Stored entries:
>>>>

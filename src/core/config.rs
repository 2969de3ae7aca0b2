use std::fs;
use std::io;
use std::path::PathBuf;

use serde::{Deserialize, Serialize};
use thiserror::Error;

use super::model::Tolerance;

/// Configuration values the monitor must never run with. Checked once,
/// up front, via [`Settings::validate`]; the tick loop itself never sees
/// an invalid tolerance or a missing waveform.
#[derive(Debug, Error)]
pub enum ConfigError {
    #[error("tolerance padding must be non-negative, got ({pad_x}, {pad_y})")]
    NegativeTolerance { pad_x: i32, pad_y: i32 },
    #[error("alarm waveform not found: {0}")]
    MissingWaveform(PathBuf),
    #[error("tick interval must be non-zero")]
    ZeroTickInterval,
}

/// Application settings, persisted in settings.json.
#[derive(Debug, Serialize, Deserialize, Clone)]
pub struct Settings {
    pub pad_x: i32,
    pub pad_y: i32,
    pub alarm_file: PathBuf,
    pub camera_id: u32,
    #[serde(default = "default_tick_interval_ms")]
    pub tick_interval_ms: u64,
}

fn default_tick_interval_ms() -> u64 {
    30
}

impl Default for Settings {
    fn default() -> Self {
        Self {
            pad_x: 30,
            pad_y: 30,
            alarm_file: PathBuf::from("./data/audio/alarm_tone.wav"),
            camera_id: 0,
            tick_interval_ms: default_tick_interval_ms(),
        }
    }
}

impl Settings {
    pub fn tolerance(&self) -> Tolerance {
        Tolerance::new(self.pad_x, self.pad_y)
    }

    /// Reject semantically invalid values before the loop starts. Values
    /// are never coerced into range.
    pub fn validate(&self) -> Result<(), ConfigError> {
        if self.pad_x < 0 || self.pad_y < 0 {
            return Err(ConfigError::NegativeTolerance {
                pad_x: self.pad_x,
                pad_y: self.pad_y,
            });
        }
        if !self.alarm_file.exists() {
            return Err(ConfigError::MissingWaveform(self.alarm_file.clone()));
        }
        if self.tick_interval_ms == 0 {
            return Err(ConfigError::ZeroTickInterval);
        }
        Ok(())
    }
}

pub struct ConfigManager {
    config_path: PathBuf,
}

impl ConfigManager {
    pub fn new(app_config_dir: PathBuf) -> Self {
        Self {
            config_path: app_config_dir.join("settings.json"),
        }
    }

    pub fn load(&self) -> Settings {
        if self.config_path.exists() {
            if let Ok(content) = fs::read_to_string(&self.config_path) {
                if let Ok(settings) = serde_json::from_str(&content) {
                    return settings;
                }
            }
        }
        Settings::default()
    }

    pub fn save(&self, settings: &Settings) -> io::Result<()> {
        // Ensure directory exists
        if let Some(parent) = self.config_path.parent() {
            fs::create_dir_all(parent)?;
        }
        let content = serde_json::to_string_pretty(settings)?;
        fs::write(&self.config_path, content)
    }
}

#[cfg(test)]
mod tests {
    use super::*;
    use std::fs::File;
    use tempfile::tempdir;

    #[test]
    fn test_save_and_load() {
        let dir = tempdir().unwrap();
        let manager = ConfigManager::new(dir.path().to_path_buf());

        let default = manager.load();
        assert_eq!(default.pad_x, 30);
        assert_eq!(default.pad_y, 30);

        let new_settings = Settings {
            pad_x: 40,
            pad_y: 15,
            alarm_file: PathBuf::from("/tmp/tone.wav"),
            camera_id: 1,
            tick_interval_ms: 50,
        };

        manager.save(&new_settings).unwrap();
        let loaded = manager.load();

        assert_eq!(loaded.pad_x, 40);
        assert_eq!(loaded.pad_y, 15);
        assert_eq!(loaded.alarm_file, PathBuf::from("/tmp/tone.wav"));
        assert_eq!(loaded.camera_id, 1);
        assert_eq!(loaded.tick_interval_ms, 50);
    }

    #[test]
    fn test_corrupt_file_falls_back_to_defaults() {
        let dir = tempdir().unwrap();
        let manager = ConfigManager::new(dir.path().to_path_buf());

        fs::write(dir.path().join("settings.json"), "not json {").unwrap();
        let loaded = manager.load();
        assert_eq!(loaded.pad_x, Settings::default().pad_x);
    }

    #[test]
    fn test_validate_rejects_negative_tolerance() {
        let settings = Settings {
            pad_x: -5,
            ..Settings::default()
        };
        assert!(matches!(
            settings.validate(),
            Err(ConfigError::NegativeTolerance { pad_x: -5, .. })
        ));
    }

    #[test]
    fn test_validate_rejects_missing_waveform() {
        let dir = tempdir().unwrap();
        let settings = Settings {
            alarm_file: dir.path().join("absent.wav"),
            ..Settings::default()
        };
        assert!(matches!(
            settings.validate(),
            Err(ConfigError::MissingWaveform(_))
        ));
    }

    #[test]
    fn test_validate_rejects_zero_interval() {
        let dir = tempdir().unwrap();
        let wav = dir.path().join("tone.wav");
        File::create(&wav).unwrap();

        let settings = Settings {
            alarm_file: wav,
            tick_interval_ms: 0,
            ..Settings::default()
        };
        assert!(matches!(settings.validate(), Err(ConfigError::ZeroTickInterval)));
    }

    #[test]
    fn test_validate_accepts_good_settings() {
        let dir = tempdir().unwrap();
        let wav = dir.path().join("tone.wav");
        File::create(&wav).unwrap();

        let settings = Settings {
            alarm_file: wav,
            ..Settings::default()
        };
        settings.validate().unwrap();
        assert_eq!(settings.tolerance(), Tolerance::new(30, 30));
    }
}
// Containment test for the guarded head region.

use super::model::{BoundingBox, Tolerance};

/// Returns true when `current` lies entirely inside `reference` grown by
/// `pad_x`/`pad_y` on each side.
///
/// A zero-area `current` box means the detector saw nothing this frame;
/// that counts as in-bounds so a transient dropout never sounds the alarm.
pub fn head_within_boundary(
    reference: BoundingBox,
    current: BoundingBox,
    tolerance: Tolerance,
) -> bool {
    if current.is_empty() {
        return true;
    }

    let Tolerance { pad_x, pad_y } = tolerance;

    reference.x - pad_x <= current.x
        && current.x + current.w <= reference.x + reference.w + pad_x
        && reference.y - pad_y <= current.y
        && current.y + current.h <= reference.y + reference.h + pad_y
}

<<<<

_Exercise goal_:
Please state the number of lines in the data above that hold the word "Deserialize", without any other text.

_Output below_:
2